**PROVIDED DATA:**
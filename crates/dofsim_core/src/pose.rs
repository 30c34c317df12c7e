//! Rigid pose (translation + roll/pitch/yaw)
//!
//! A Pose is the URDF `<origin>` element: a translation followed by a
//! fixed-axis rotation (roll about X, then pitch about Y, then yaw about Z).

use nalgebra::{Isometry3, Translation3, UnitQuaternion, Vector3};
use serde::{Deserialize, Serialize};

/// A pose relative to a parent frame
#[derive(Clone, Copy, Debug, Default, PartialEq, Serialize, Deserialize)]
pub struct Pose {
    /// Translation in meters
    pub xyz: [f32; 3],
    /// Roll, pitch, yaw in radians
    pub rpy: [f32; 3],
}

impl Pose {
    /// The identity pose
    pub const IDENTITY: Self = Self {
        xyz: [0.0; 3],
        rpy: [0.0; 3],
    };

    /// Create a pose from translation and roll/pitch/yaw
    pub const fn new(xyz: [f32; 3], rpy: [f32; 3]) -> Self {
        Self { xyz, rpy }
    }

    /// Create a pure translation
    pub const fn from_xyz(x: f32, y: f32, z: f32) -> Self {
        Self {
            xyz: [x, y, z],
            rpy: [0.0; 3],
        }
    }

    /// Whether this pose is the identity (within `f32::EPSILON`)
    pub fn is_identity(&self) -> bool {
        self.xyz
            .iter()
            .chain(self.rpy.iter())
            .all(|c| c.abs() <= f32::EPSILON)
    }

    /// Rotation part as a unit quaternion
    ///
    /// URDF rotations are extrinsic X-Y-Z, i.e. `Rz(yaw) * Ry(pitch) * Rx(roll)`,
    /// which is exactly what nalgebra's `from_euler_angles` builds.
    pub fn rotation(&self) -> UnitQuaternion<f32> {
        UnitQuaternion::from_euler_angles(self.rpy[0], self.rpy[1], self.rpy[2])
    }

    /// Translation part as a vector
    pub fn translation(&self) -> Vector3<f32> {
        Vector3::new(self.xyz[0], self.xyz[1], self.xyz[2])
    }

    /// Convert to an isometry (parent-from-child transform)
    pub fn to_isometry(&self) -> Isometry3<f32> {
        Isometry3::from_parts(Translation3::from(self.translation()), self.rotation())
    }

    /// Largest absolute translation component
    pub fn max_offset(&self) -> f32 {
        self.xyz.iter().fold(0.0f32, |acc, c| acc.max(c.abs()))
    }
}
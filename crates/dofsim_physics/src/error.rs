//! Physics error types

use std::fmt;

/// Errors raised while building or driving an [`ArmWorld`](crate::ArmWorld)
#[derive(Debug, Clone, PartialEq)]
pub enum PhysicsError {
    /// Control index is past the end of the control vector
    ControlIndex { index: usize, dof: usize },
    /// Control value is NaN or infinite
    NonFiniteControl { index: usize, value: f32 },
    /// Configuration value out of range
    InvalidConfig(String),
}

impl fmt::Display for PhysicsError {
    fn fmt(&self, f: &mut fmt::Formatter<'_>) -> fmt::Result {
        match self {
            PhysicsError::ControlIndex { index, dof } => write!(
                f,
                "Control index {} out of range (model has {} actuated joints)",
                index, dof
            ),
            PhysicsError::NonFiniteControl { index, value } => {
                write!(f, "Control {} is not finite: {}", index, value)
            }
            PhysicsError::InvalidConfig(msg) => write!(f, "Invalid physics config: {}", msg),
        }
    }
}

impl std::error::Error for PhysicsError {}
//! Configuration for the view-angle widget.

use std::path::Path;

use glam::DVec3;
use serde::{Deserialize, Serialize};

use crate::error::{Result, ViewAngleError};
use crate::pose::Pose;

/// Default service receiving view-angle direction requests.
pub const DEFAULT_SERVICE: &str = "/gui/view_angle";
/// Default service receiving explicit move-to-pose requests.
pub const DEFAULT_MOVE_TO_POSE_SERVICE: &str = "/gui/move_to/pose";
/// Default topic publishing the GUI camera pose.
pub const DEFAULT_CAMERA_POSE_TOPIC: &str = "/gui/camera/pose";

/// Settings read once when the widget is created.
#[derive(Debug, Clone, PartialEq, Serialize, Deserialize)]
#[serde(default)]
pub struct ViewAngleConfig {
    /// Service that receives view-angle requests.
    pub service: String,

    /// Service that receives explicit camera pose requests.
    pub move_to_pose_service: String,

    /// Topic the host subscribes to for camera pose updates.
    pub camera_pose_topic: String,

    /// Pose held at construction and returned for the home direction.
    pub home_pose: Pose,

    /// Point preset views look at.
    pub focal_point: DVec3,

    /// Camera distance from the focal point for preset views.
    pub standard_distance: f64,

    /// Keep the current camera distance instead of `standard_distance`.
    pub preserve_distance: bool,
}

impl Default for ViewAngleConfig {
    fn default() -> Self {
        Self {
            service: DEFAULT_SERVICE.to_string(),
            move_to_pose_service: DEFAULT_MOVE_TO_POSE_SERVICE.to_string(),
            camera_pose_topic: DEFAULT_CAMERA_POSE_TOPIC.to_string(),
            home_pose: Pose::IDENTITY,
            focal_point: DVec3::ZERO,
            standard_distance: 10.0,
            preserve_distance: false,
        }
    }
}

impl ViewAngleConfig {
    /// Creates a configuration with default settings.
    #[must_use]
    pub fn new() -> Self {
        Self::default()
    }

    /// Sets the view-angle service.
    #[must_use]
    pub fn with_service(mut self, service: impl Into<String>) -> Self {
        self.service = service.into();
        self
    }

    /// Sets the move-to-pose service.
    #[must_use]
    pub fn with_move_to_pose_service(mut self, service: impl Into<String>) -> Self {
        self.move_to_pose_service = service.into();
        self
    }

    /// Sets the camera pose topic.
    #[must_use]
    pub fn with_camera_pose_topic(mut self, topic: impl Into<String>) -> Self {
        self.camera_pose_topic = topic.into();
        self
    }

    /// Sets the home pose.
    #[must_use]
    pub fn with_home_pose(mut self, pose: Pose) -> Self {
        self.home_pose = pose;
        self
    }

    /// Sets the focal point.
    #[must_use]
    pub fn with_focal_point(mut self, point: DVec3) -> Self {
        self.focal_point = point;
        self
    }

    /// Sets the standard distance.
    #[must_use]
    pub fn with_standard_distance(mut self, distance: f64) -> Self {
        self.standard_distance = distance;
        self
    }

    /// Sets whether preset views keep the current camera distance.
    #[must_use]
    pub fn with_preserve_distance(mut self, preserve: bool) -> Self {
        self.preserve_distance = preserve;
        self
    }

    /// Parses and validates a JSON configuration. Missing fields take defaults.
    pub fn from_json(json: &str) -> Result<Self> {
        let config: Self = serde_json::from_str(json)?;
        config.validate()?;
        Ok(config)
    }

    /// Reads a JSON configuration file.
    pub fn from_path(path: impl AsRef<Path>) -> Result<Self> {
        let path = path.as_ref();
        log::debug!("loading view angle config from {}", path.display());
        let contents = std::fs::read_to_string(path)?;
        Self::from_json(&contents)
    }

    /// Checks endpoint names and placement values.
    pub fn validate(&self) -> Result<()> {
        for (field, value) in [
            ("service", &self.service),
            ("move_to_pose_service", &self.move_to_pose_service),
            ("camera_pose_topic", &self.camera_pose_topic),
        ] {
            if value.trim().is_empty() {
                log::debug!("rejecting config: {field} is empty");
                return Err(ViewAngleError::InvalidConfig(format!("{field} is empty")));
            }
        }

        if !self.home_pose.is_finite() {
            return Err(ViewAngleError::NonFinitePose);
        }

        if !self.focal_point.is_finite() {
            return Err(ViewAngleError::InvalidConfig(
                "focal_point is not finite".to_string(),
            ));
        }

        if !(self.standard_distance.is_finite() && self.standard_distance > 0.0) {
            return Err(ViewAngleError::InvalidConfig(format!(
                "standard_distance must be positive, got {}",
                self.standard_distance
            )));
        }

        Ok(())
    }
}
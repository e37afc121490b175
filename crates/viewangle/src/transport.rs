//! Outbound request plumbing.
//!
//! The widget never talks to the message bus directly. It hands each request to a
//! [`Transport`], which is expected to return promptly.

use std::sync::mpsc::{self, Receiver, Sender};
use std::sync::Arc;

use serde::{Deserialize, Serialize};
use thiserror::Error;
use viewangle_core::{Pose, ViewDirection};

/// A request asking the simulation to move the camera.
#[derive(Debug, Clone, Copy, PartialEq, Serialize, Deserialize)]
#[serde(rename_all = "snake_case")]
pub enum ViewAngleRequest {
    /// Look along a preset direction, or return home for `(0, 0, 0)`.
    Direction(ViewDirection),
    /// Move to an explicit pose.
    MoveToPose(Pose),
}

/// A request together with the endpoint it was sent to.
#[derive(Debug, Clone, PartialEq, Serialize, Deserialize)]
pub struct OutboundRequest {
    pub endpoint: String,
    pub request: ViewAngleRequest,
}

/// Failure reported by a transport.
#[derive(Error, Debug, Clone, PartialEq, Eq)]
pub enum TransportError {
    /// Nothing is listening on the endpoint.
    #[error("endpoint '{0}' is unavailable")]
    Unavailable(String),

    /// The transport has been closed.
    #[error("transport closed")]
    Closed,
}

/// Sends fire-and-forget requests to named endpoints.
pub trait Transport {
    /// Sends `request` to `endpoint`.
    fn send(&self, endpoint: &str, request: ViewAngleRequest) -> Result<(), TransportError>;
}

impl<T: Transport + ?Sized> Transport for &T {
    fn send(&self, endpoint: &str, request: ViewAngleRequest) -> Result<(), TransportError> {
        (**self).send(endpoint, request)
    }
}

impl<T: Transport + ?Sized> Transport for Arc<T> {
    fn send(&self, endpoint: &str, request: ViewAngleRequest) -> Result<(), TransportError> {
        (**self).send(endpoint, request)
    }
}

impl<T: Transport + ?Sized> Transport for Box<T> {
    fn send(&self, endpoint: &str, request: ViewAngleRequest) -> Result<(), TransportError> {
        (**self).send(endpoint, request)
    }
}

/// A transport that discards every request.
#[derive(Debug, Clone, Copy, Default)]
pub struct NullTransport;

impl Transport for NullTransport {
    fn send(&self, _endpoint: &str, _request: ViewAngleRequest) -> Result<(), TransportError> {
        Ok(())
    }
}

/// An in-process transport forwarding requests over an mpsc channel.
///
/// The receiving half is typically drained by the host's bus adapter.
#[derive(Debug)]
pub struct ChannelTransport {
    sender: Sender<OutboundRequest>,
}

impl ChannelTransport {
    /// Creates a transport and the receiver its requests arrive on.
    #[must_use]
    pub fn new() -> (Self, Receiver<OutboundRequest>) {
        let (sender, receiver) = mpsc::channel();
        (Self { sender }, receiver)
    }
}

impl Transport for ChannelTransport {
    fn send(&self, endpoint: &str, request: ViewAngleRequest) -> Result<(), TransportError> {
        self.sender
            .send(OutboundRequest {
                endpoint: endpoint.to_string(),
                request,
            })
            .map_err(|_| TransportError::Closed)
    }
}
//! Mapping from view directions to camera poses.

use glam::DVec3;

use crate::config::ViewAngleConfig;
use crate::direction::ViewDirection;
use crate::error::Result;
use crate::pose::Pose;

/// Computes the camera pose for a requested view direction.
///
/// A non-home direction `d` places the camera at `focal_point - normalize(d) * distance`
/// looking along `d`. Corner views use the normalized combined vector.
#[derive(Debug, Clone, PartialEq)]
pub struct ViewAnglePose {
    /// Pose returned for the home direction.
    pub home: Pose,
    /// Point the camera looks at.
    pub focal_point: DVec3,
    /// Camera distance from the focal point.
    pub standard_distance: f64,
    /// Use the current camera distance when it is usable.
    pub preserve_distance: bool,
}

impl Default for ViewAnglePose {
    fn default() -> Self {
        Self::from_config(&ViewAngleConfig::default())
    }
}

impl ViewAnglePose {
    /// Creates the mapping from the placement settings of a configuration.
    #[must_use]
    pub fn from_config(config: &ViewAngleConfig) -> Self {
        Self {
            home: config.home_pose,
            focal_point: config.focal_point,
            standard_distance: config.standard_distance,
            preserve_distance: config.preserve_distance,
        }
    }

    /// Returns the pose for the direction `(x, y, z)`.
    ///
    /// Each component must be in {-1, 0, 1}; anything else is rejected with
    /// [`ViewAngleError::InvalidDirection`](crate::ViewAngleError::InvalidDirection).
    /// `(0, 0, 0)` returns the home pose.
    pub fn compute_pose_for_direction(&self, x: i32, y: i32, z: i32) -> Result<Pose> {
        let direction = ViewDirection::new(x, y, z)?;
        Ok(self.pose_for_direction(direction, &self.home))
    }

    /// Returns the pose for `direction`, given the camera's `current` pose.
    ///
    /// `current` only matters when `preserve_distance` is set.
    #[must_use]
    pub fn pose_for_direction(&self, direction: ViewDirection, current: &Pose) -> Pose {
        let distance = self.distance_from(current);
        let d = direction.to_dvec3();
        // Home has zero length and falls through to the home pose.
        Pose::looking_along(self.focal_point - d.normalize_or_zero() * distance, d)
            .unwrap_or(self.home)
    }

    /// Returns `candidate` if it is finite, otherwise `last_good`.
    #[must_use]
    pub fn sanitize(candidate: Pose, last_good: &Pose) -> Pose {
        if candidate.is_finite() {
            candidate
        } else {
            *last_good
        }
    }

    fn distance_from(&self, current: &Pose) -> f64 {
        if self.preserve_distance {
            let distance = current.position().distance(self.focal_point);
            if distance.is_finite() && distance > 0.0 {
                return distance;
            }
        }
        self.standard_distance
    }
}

**YOUR GOAL:**
Each line from the top of the records through the one with "as a vector" should be returned exactly. Leave out everything else.

**FINAL ANSWER:**
filename crates/dofsim_core/src/pose.rs
repository 30c34c317df12c7e
//! Rigid pose (translation + roll/pitch/yaw)
//!
//! A Pose is the URDF `<origin>` element: a translation followed by a
//! fixed-axis rotation (roll about X, then pitch about Y, then yaw about Z).

use nalgebra::{Isometry3, Translation3, UnitQuaternion, Vector3};
use serde::{Deserialize, Serialize};

/// A pose relative to a parent frame
#[derive(Clone, Copy, Debug, Default, PartialEq, Serialize, Deserialize)]
pub struct Pose {
    /// Translation in meters
    pub xyz: [f32; 3],
    /// Roll, pitch, yaw in radians
    pub rpy: [f32; 3],
}

impl Pose {
    /// The identity pose
    pub const IDENTITY: Self = Self {
        xyz: [0.0; 3],
        rpy: [0.0; 3],
    };

    /// Create a pose from translation and roll/pitch/yaw
    pub const fn new(xyz: [f32; 3], rpy: [f32; 3]) -> Self {
        Self { xyz, rpy }
    }

    /// Create a pure translation
    pub const fn from_xyz(x: f32, y: f32, z: f32) -> Self {
        Self {
            xyz: [x, y, z],
            rpy: [0.0; 3],
        }
    }

    /// Whether this pose is the identity (within `f32::EPSILON`)
    pub fn is_identity(&self) -> bool {
        self.xyz
            .iter()
            .chain(self.rpy.iter())
            .all(|c| c.abs() <= f32::EPSILON)
    }

    /// Rotation part as a unit quaternion
    ///
    /// URDF rotations are extrinsic X-Y-Z, i.e. `Rz(yaw) * Ry(pitch) * Rx(roll)`,
    /// which is exactly what nalgebra's `from_euler_angles` builds.
    pub fn rotation(&self) -> UnitQuaternion<f32> {
        UnitQuaternion::from_euler_angles(self.rpy[0], self.rpy[1], self.rpy[2])
    }

    /// Translation part as a vector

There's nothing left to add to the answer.